Under this scenario, both the White House and Congress will be tempted to return to the kind of budgetary gamesmanship that de-clawed Gramm-Rudman. Everything in Washington these days can be renegotiated—especially budgetary deals enacted against the threat of defaulting on the national debt. Targets can slip a few years, fiscal emergencies can be declared, and escape clauses can be belatedly discovered.

If, however, a Republican moves into the Oval Office in January 2013, then the current debt-ceiling fight may be remembered as the good old days of free-spending liberalism. A GOP president will almost certainly also be blessed with control of both chambers of Congress. Flush with victory and immune from any legislative check other than a filibuster by timorous Democrats, the new president will have the power in 2013 to permanently reshape entitlement programs, repeal the Obama health-care plan, and downsize federal spending.

Obviously, that would be a draconian penalty for losing the 2012 election. But that is also the risk that comes with electoral politics—sometimes the stars align for one party as they did for the Democrats in 2008.

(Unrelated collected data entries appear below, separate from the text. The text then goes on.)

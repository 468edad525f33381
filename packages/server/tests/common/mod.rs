//! Shared integration-test harness: one Postgres `testcontainers` instance,
//! reused across every test in the binary so each test only pays the
//! container-startup cost once. Grounded on this workspace's
//! `tests/common/harness.rs` (shared-container + `OnceCell` pattern), trimmed
//! to just Postgres since the Deploy Batcher's KVC is exercised against
//! `fabric_kv::MockKvc` rather than a real Redis in these tests.

use std::sync::Arc;

use server_core::config::{Config, SharedContract};
use server_core::kernel::nca_mock::MockNca;
use server_core::kernel::ServerKernel;
use sqlx::PgPool;
use testcontainers::runners::AsyncRunner;
use testcontainers::{ContainerAsync, GenericImage, ImageExt};
use tokio::sync::OnceCell;

struct SharedInfra {
    db_url: String,
    _postgres: ContainerAsync<GenericImage>,
}

static SHARED_INFRA: OnceCell<SharedInfra> = OnceCell::const_new();

impl SharedInfra {
    async fn init() -> Self {
        let _ = tracing_subscriber::fmt()
            .with_env_filter(tracing_subscriber::EnvFilter::from_default_env())
            .with_test_writer()
            .try_init();

        let postgres = GenericImage::new("postgres", "16")
            .with_wait_for(testcontainers::core::WaitFor::message_on_stderr(
                "database system is ready to accept connections",
            ))
            .with_exposed_port(testcontainers::core::ContainerPort::Tcp(5432))
            .with_env_var("POSTGRES_PASSWORD", "postgres")
            .with_env_var("POSTGRES_USER", "postgres")
            .with_env_var("POSTGRES_DB", "postgres")
            .start()
            .await
            .expect("failed to start postgres container");

        let host = postgres.get_host().await.unwrap();
        let port = postgres.get_host_port_ipv4(5432).await.unwrap();
        let db_url = format!("postgresql://postgres:postgres@{host}:{port}/postgres");

        let pool = PgPool::connect(&db_url)
            .await
            .expect("failed to connect to postgres");
        sqlx::migrate!("../../migrations")
            .run(&pool)
            .await
            .expect("failed to run migrations");

        Self {
            db_url,
            _postgres: postgres,
        }
    }

    async fn get() -> &'static Self {
        SHARED_INFRA.get_or_init(Self::init).await
    }
}

/// A fresh, isolated schema-per-test connection pool against the shared
/// container, plus a [`ServerKernel`] wired to a [`MockNca`] so tests can
/// inject controller failures without a real fabric.
pub struct TestHarness {
    pub db: PgPool,
    pub nca: Arc<MockNca>,
    pub kernel: ServerKernel,
}

pub fn test_config() -> Config {
    Config {
        database_url: String::new(),
        redis_url: String::new(),
        port: 0,
        fabric: "fab1".to_string(),
        vrf: "vrf1".to_string(),
        security_group_network: "default-network".to_string(),
        contract_name_prefix: "hpc".to_string(),
        shared_contracts: vec![SharedContract {
            dst_group_name: "shared-services".to_string(),
            contract_name: "shared-services-contract".to_string(),
        }],
        provision_timeout: std::time::Duration::from_secs(10),
        deprovision_timeout: std::time::Duration::from_secs(10),
        nca_base_url: "http://localhost".to_string(),
        nca_api_token: "test-token".to_string(),
        sweep_interval: std::time::Duration::from_secs(60),
    }
}

impl TestHarness {
    /// Connect to the shared container and run each test's body inside a
    /// fresh, isolated schema so tests never see each other's rows.
    pub async fn new() -> Self {
        Self::with_config(test_config()).await
    }

    pub async fn with_config(config: Config) -> Self {
        let infra = SharedInfra::get().await;
        let schema = format!("test_{}", uuid::Uuid::new_v4().simple());

        let admin_pool = PgPool::connect(&infra.db_url).await.unwrap();
        sqlx::query(&format!("CREATE SCHEMA \"{schema}\""))
            .execute(&admin_pool)
            .await
            .unwrap();

        let db_url = format!("{}?options=-csearch_path%3D{}", infra.db_url, schema);
        let db = PgPool::connect(&db_url).await.unwrap();
        sqlx::migrate!("../../migrations").run(&db).await.unwrap();

        let nca = Arc::new(MockNca::new());
        nca.seed_vlan(&config.fabric, &config.security_group_network, "100");

        let config = Arc::new(config);
        let kernel = ServerKernel::new(db.clone(), nca.clone(), None, config);

        Self { db, nca, kernel }
    }

    /// Insert a switch, a switch port on it, and a compute node mapped to
    /// that port, returning the node's name (the identifier `Provision`
    /// callers use, per §4.1.2.a "matching either name or hostname").
    pub async fn seed_node(&self, name: &str, serial: &str, interface: &str) -> String {
        sqlx::query("INSERT INTO switches (serial_number) VALUES ($1) ON CONFLICT DO NOTHING")
            .bind(serial)
            .execute(&self.db)
            .await
            .unwrap();

        let switch_port_id: uuid::Uuid = sqlx::query_scalar(
            "INSERT INTO switch_ports (switch_serial, interface_name) VALUES ($1, $2) RETURNING id",
        )
        .bind(serial)
        .bind(interface)
        .fetch_one(&self.db)
        .await
        .unwrap();

        let node_id: uuid::Uuid = sqlx::query_scalar(
            "INSERT INTO compute_nodes (name, hostname) VALUES ($1, $2) RETURNING id",
        )
        .bind(name)
        .bind(format!("{name}.cluster.internal"))
        .fetch_one(&self.db)
        .await
        .unwrap();

        sqlx::query(
            "INSERT INTO compute_node_port_mappings (compute_node_id, switch_port_id, interface_role) VALUES ($1, $2, NULL)",
        )
        .bind(node_id)
        .bind(switch_port_id)
        .execute(&self.db)
        .await
        .unwrap();

        name.to_string()
    }
}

On Sunday night, however, as the debt-ceiling crisis entered its desperate hours with no guarantee that any blue-ribbon deal can make it through the House, the real threat was default rather than the budget cuts slated to take effect over the next decade. Obama has badly played what always was a weak hand. But nothing in the latest showdown necessarily is permanent, unless the Tea Party zealots destroy the credibility of the U.S. government and the risk-free reputation of the dollar.